A Massachusetts-based biotech company is looking for current and former National Guardsmen with hearing loss to participate in a free clinical study of a promising therapy designed to restore at least some hearing.

Frequency Therapeutics has been conducting clinical studies for a drug candidate, called FX-322, that it believes could help treat sensorineural hearing loss, or SNHL.

A company spokesman said the study is open to all current and former service members, many of whom have been around the type of loud noises that can lead to hearing loss.

“Our focus is to make sure this and other communities prone to hearing loss are aware of the study and that their members may benefit,” he said.

The study is open to men and women 18 to 65 years of age with a documented medical history consistent with acquired, adult onset, sensorineural hearing loss associated with noise induced or idiopathic sudden SNHL and have an audiogram from at least six months prior to screening.

It is now enrolling subjects at nearly 30 sites across the United States, including soon at a Department of Veterans Affairs facility in Portland, Oregon.

FX-322 has been “well tolerated with no reported serious adverse effects, according to Frequency Therapeutics.

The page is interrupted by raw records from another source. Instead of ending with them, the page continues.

//! Session-Reflector fast path
//!
//! Turns a STAMP test packet into a reply in place and hands it back to the
//! interface it arrived on. All reads (and therefore all bounds checks)
//! happen before the first write, so a rejected frame is never modified.

use crate::{
    checksum::IncrementalChecksum,
    codec::{parse_test, ReplyPacket, TestPacket},
    constants::*,
    cursor::{parse_headers, FrameBuf, HeaderCursor},
    types::Verdict,
};

/// Build the reply for a test packet
///
/// The reflector's own receive and transmit timestamps are copied from the
/// sender's timestamp instead of being sampled, so reflector-side one-way
/// delay cannot be derived from the reply.
#[inline(always)]
pub fn build_reply(test: &TestPacket) -> ReplyPacket {
    ReplyPacket {
        sequence: test.sequence,
        tx_timestamp: test.sender_tx_timestamp,
        error_estimate: test.error_estimate,
        session_id: test.session_id,
        rx_timestamp: test.sender_tx_timestamp,
        sender_sequence: test.sequence,
        sender_tx_timestamp: test.sender_tx_timestamp,
        sender_error_estimate: test.error_estimate,
        sender_ttl: 0,
    }
}

/// XDP reflector engine
pub struct ReflectorEngine;

impl ReflectorEngine {
    /// Reflect one frame
    ///
    /// Returns [`Verdict::Transmit`] after rewriting a valid test packet,
    /// [`Verdict::PassThrough`] otherwise.
    #[inline(always)]
    pub fn process<F: FrameBuf + ?Sized>(frame: &mut F) -> Verdict {
        match Self::try_reflect(frame) {
            Some(()) => Verdict::Transmit,
            None => Verdict::PassThrough,
        }
    }

    #[inline(always)]
    fn try_reflect<F: FrameBuf + ?Sized>(frame: &mut F) -> Option<()> {
        let mut cursor = HeaderCursor::new(frame);
        let udp = parse_headers(frame, &mut cursor)?;
        let test = parse_test(frame, &cursor)?;

        let macs: [u8; 2 * ETH_ALEN] = frame.read(0)?;
        let addrs: [u8; 8] = frame.read(udp.ip_offset + 12)?;
        let old_payload: [u8; STAMP_BASE_LEN] = frame.read(udp.payload_offset)?;

        // Swap MAC addresses
        let mut new_macs = [0u8; 2 * ETH_ALEN];
        let mut i = 0;
        while i < ETH_ALEN {
            new_macs[i] = macs[ETH_ALEN + i];
            new_macs[ETH_ALEN + i] = macs[i];
            i += 1;
        }

        // Swap IPv4 addresses; the header checksum is order independent
        let new_addrs = [
            addrs[4], addrs[5], addrs[6], addrs[7], addrs[0], addrs[1], addrs[2], addrs[3],
        ];

        let new_payload = build_reply(&test).encode();

        // Ports are swapped; a zero checksum means "not computed" and stays zero
        let checksum = if udp.checksum != 0 {
            let mut csum = IncrementalChecksum::new(udp.checksum);
            csum.replace_region(&addrs, &new_addrs);
            csum.replace(udp.source_port, udp.dest_port);
            csum.replace(udp.dest_port, udp.source_port);
            csum.replace_region(&old_payload, &new_payload);
            csum.finish()
        } else {
            0
        };

        let sport = udp.dest_port.to_be_bytes();
        let dport = udp.source_port.to_be_bytes();
        let len = udp.udp_len.to_be_bytes();
        let check = checksum.to_be_bytes();
        let udp_hdr = [
            sport[0], sport[1], dport[0], dport[1], len[0], len[1], check[0], check[1],
        ];

        frame.write(0, new_macs)?;
        frame.write(udp.ip_offset + 12, new_addrs)?;
        frame.write(udp.udp_offset, udp_hdr)?;
        frame.write(udp.payload_offset, new_payload)?;

        Some(())
    }
}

The study is not for those with who were born deaf or who have a genetic form of hearing loss.

SNHL is the most common form of hearing loss. It results from damage to hair cells in the inner ear or problems with the nerve pathways that convert sound waves from the inner ear to the brain.

These sensory hair cells can be lost due to chronic noise exposure, suddenly, as a result of aging, or due to certain viral infections or exposure to drugs that are toxic to the ear.

Hearing loss and tinnitus due to noise exposure are the two leading health conditions among military service members and veterans. Currently, the only option to treat hearing loss are hearing devices, such as hearing aids.